Exercise objective. Pull from the data below each line where the word "info" occurs, and copy it.

Provided material.
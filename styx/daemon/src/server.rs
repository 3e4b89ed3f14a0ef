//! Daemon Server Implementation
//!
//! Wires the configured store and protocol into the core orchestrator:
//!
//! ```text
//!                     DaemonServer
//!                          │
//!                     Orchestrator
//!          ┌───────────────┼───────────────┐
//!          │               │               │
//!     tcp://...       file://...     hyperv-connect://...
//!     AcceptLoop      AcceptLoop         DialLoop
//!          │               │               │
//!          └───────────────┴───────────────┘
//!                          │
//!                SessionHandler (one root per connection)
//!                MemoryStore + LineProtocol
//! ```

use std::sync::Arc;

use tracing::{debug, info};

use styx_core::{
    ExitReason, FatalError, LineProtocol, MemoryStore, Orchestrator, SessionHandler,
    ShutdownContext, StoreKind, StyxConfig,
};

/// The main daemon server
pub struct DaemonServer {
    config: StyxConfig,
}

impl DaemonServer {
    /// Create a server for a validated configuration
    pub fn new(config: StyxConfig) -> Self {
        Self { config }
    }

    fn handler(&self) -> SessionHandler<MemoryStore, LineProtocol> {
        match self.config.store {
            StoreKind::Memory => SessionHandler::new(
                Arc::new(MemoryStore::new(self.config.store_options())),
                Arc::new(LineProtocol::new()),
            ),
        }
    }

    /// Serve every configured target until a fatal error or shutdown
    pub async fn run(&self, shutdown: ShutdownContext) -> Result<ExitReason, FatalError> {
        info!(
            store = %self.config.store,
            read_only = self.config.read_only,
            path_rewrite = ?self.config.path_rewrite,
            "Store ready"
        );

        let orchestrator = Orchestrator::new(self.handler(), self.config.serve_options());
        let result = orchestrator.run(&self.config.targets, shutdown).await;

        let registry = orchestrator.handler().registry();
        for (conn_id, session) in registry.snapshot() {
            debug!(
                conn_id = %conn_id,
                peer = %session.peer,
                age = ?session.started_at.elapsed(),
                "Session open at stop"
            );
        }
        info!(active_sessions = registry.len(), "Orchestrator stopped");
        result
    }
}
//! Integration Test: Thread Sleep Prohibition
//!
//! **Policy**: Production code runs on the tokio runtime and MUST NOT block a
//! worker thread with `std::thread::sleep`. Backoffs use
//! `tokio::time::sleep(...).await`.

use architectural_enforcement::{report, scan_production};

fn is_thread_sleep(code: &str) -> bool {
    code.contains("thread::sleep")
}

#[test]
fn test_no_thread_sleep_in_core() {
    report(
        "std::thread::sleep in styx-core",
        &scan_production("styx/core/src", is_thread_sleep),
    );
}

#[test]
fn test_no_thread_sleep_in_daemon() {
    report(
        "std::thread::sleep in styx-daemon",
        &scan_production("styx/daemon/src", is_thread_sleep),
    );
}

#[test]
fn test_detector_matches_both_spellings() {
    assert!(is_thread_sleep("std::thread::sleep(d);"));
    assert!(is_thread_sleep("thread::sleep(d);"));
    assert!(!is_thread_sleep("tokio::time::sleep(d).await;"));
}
---
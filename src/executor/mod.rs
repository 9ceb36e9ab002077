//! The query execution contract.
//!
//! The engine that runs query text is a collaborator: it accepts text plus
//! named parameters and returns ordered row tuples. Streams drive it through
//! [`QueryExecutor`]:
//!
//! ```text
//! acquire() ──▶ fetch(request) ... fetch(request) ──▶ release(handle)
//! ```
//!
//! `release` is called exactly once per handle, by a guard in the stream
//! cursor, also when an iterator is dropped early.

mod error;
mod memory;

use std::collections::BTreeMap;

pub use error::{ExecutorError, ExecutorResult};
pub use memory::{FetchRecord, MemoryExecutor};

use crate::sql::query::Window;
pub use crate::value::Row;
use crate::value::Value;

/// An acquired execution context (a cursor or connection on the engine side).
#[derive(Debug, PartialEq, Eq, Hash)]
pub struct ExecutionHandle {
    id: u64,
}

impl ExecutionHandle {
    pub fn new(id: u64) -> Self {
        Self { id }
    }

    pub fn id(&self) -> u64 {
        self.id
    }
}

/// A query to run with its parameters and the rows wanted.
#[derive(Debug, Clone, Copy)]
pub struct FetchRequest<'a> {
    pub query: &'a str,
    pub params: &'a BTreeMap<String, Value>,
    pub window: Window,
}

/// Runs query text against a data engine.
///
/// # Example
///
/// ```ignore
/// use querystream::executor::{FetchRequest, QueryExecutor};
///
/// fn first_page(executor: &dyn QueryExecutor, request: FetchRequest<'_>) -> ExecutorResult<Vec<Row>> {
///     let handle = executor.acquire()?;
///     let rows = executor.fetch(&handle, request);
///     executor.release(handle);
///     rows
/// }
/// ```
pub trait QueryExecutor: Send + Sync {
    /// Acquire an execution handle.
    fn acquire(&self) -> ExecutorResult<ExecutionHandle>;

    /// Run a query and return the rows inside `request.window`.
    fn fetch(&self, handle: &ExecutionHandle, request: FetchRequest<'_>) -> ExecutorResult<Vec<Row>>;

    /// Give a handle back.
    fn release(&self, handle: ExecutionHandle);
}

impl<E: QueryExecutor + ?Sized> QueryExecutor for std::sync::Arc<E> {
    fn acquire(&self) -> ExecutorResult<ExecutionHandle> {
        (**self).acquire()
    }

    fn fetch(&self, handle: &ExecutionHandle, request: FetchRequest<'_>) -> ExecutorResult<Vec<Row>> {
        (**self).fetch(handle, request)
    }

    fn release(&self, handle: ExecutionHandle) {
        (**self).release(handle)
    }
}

Answer section.
use tracing::{debug, info};
        info!(
        info!(active_sessions = registry.len(), "Orchestrator stopped");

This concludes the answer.